For lunch we attended the Student-Industry luncheon. I don’t know if this was the first time running the luncheon, but it could have been better organized. Only about half the tables were completely full of industry and students. The rest were either full or half full of students with one industry representative. Personally, the table I sat at did not have a useful discussion with our representative. I don’t know if many industry representatives bailed last minute or the luncheon couldn’t get enough to sign up, but it would be better to have an even ratio.

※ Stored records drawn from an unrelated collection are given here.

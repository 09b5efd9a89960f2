use std::fmt;

use bytes::Bytes;
use url::Url;

/// HTTP request methods.
///
/// The tokenizer accepts exactly these verbs; anything else is answered with
/// 501 Not Implemented.
#[derive(Debug, Clone, Copy, PartialEq, Eq)]
pub enum Method {
    /// GET - Retrieve a resource
    GET,
    /// POST - Create or submit data
    POST,
    /// PUT - Replace a resource
    PUT,
    /// DELETE - Delete a resource
    DELETE,
    /// HEAD - Like GET but without the response body
    HEAD,
    /// OPTIONS - Describe communication options
    OPTIONS,
    /// PATCH - Partial modification of a resource
    PATCH,
    /// CONNECT - Establish a tunnel
    CONNECT,
    /// TRACE - Message loop-back test
    TRACE,
}

impl Method {
    /// Parses an HTTP method from a string.
    ///
    /// Method names are case-sensitive.
    ///
    /// # Example
    ///
    /// ```
    /// # use strand::http::request::Method;
    /// assert_eq!(Method::from_str("GET"), Some(Method::GET));
    /// assert_eq!(Method::from_str("get"), None);
    /// ```
    #[allow(clippy::should_implement_trait)]
    pub fn from_str(s: &str) -> Option<Self> {
        match s {
            "GET" => Some(Method::GET),
            "POST" => Some(Method::POST),
            "PUT" => Some(Method::PUT),
            "DELETE" => Some(Method::DELETE),
            "HEAD" => Some(Method::HEAD),
            "OPTIONS" => Some(Method::OPTIONS),
            "PATCH" => Some(Method::PATCH),
            "CONNECT" => Some(Method::CONNECT),
            "TRACE" => Some(Method::TRACE),
            _ => None,
        }
    }

    pub fn as_str(&self) -> &'static str {
        match self {
            Method::GET => "GET",
            Method::POST => "POST",
            Method::PUT => "PUT",
            Method::DELETE => "DELETE",
            Method::HEAD => "HEAD",
            Method::OPTIONS => "OPTIONS",
            Method::PATCH => "PATCH",
            Method::CONNECT => "CONNECT",
            Method::TRACE => "TRACE",
        }
    }
}

impl fmt::Display for Method {
    fn fmt(&self, f: &mut fmt::Formatter<'_>) -> fmt::Result {
        f.write_str(self.as_str())
    }
}

/// HTTP protocol version of a request, echoed in its response.
#[derive(Debug, Clone, Copy, PartialEq, Eq)]
pub struct Version {
    pub major: u8,
    pub minor: u8,
}

impl Version {
    pub const HTTP_10: Version = Version { major: 1, minor: 0 };
    pub const HTTP_11: Version = Version { major: 1, minor: 1 };

    /// Parses `HTTP/<major>.<minor>` with single-digit components.
    pub fn parse(s: &str) -> Option<Self> {
        let digits = s.strip_prefix("HTTP/")?.as_bytes();
        match digits {
            [major @ b'0'..=b'9', b'.', minor @ b'0'..=b'9'] => Some(Version {
                major: major - b'0',
                minor: minor - b'0',
            }),
            _ => None,
        }
    }

    /// Persistent connections are the default from HTTP/1.1 on.
    pub fn keep_alive_by_default(&self) -> bool {
        (self.major, self.minor) >= (1, 1)
    }
}

impl Default for Version {
    fn default() -> Self {
        Version::HTTP_11
    }
}

impl fmt::Display for Version {
    fn fmt(&self, f: &mut fmt::Formatter<'_>) -> fmt::Result {
        write!(f, "HTTP/{}.{}", self.major, self.minor)
    }
}

/// Represents a parsed HTTP request from a client.
///
/// Contains all information extracted from the HTTP request line and headers.
/// The body holds the decoded entity (chunked bodies are already de-chunked).
#[derive(Debug, Clone)]
pub struct Request {
    /// The HTTP method (GET, POST, etc.)
    pub method: Method,
    /// The raw request target (e.g., "/index.html?lang=en")
    pub target: String,
    /// HTTP version of the request line
    pub version: Version,
    /// Request headers in arrival order
    pub headers: Vec<(String, String)>,
    /// Request body
    pub body: Bytes,
}

/// Builder for constructing Request objects.
#[derive(Default)]
pub struct RequestBuilder {
    method: Option<Method>,
    target: Option<String>,
    version: Option<Version>,
    headers: Vec<(String, String)>,
    body: Bytes,
}

impl RequestBuilder {
    pub fn new() -> Self {
        Self::default()
    }

    pub fn method(mut self, method: Method) -> Self {
        self.method = Some(method);
        self
    }

    pub fn target(mut self, target: impl Into<String>) -> Self {
        self.target = Some(target.into());
        self
    }

    pub fn version(mut self, version: Version) -> Self {
        self.version = Some(version);
        self
    }

    pub fn header(mut self, key: impl Into<String>, value: impl Into<String>) -> Self {
        self.headers.push((key.into(), value.into()));
        self
    }

    pub fn body(mut self, body: impl Into<Bytes>) -> Self {
        self.body = body.into();
        self
    }

    pub fn build(self) -> Result<Request, &'static str> {
        Ok(Request {
            method: self.method.ok_or("method missing")?,
            target: self.target.ok_or("target missing")?,
            version: self.version.unwrap_or_default(),
            headers: self.headers,
            body: self.body,
        })
    }
}

impl Request {
    /// Retrieves the first header value with the given name.
    ///
    /// Header names are compared case-insensitively.
    pub fn header(&self, key: &str) -> Option<&str> {
        self.headers
            .iter()
            .find(|(k, _)| k.eq_ignore_ascii_case(key))
            .map(|(_, v)| v.as_str())
    }

    /// Returns `true` if the comma-separated header `key` lists `token`.
    pub fn header_has_token(&self, key: &str, token: &str) -> bool {
        self.headers
            .iter()
            .filter(|(k, _)| k.eq_ignore_ascii_case(key))
            .flat_map(|(_, v)| v.split(','))
            .any(|t| t.trim().eq_ignore_ascii_case(token))
    }

    /// Retrieves the Content-Length header value and parses it as a usize.
    ///
    /// Returns 0 if the header is missing or not a valid number.
    pub fn content_length(&self) -> usize {
        self.header("Content-Length")
            .and_then(|v| v.trim().parse().ok())
            .unwrap_or(0)
    }

    /// Determines whether the connection should remain open after the response.
    ///
    /// An explicit `Connection: close` or `Connection: keep-alive` wins;
    /// otherwise HTTP/1.1 defaults to keep-alive and HTTP/1.0 to close.
    pub fn keep_alive(&self) -> bool {
        if self.header_has_token("Connection", "close") {
            false
        } else if self.header_has_token("Connection", "keep-alive") {
            true
        } else {
            self.version.keep_alive_by_default()
        }
    }

    /// Returns `true` for a request asking to switch to the WebSocket protocol.
    pub fn is_upgrade(&self) -> bool {
        self.header_has_token("Connection", "upgrade") && self.header_has_token("Upgrade", "websocket")
    }

    /// Path component of the target, percent-encoding preserved.
    pub fn path(&self) -> String {
        match self.url() {
            Some(url) => url.path().to_string(),
            None => self.target.split('?').next().unwrap_or_default().to_string(),
        }
    }

    /// Query component of the target, if any.
    pub fn query(&self) -> Option<String> {
        match self.url() {
            Some(url) => url.query().map(str::to_string),
            None => self.target.split_once('?').map(|(_, q)| q.to_string()),
        }
    }

    fn url(&self) -> Option<Url> {
        let base = Url::parse("http://localhost/").ok()?;
        base.join(&self.target).ok()
    }
}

After lunch I headed over to the session on Structural Interpretations. I was rather disappointed with the content of the session. Willem Langenberg gave a talk about LiDAR and geologic cross sections, but it really amounted to him overlaying old geologic maps on LiDAR and spinning it around. Yes LiDAR is an amazing tool, but I would have liked to see actual science. Mariem D. Grifi spoke about using a stratographic study to elucidate the subsidence history and structure in southern Alberta. Her talk was very insightful and well presented despite annoying technical interruptions. I did not return to the session after the coffee break.

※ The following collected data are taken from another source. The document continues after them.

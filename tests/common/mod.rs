#![allow(dead_code)]

use std::sync::Arc;

use strand::config::Config;
use strand::http::connection::serve_connection;
use strand::http::handler::Handler;
use strand::settings::ConnectionSettings;
use tokio::io::{AsyncBufReadExt, AsyncReadExt, BufReader, DuplexStream};
use tokio::task::JoinHandle;

pub struct ParsedResponse {
    pub status_line: String,
    pub headers: Vec<(String, String)>,
    pub body: Vec<u8>,
}

impl ParsedResponse {
    pub fn header(&self, name: &str) -> Option<&str> {
        self.headers
            .iter()
            .find(|(k, _)| k.eq_ignore_ascii_case(name))
            .map(|(_, v)| v.as_str())
    }
}

/// Starts a connection on one end of an in-memory pipe and returns the
/// client end.
pub fn connect(
    config: &Config,
    handler: impl Handler,
) -> (BufReader<DuplexStream>, JoinHandle<anyhow::Result<()>>, Arc<ConnectionSettings>) {
    connect_with_capacity(config, handler, 64 * 1024)
}

/// Like [`connect`], with a pipe holding at most `capacity` unread bytes.
pub fn connect_with_capacity(
    config: &Config,
    handler: impl Handler,
    capacity: usize,
) -> (BufReader<DuplexStream>, JoinHandle<anyhow::Result<()>>, Arc<ConnectionSettings>) {
    let settings = Arc::new(ConnectionSettings::from_config(config, handler));
    let (client, server) = tokio::io::duplex(capacity);
    let task = tokio::spawn(serve_connection(server, Arc::clone(&settings)));
    (BufReader::new(client), task, settings)
}

/// Reads one response; the body length comes from `Content-Length`.
pub async fn read_response(client: &mut BufReader<DuplexStream>) -> ParsedResponse {
    let mut status_line = String::new();
    client.read_line(&mut status_line).await.unwrap();
    assert!(!status_line.is_empty(), "connection closed before a response");

    let mut headers = Vec::new();
    loop {
        let mut line = String::new();
        client.read_line(&mut line).await.unwrap();
        let line = line.trim_end();
        if line.is_empty() {
            break;
        }
        let (k, v) = line.split_once(':').unwrap();
        headers.push((k.trim().to_string(), v.trim().to_string()));
    }

    let mut response = ParsedResponse {
        status_line: status_line.trim_end().to_string(),
        headers,
        body: Vec::new(),
    };
    let len: usize = response
        .header("Content-Length")
        .map(|v| v.parse().unwrap())
        .unwrap_or(0);
    response.body = vec![0; len];
    client.read_exact(&mut response.body).await.unwrap();
    response
}

/// Reads the status line and fields of a response.
pub async fn read_head(client: &mut BufReader<DuplexStream>) -> Vec<String> {
    let mut lines = Vec::new();
    loop {
        let mut line = String::new();
        client.read_line(&mut line).await.unwrap();
        let line = line.trim_end().to_string();
        if line.is_empty() {
            return lines;
        }
        lines.push(line);
    }
}

/// Reads a chunked body up to and including the last chunk.
pub async fn read_chunked_body(client: &mut BufReader<DuplexStream>) -> Vec<u8> {
    let mut body = Vec::new();
    loop {
        let mut line = String::new();
        client.read_line(&mut line).await.unwrap();
        let size = usize::from_str_radix(line.trim_end(), 16).unwrap();

        let mut chunk = vec![0; size + 2];
        client.read_exact(&mut chunk).await.unwrap();
        assert_eq!(&chunk[size..], b"\r\n");
        if size == 0 {
            return body;
        }
        body.extend_from_slice(&chunk[..size]);
    }
}

/// Reads until the server closes its side; returns whatever arrived.
pub async fn read_to_close(client: &mut BufReader<DuplexStream>) -> Vec<u8> {
    let mut rest = Vec::new();
    client.read_to_end(&mut rest).await.unwrap();
    rest
}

During the coffee break a friend and myself walked the exhibit hall one last time and grabbed some free shwag. We discussed how all these companies give out pens, bottle openers (love getting these because they’re actually useful), pins, stickers (love these too), stress balls, candies, t-shirts, ect., yet most of the time people just graze, grab a free pen then move on to the next booth. I think a better idea would be for a company to have actual rocks, cores, thin sections, ect.
Most people will be more interested in the rocks and actually come up and talk to the reps about them. I base this assertion from my experience at the SCEC (Southern California Earthquake Center) conference and the AGU Fall Meeting. At SCEC my advisor had a table in front of her poster with actual rock samples from the work presented in the poster. This was great because the geologists in the crowd stopped to look at and discuss the rock samples and poster, and the seismologists and geophysists stopped to see what a real fault rock looks like. At AGU I met a masters student from Otago who had thin-section-sized billets of rock glued to his poster. Part of his project was looking at rocks across the Alpine Fault in New Zealand. He had the rocks to the West of the fault on one side of a drawn fault and the rocks on the East side of the fault on the other side. It was great seeing real rocks and not just photographs of samples.
I understand not every company can do this, but I think having rocks or samples out is a better way to start a conversation than laying out free pens on a table.
Also, a horizontal drilling company was giving out t-shirts with a “Get Horizontal” slogan. Awesome. Too bad they only had XL sizes left.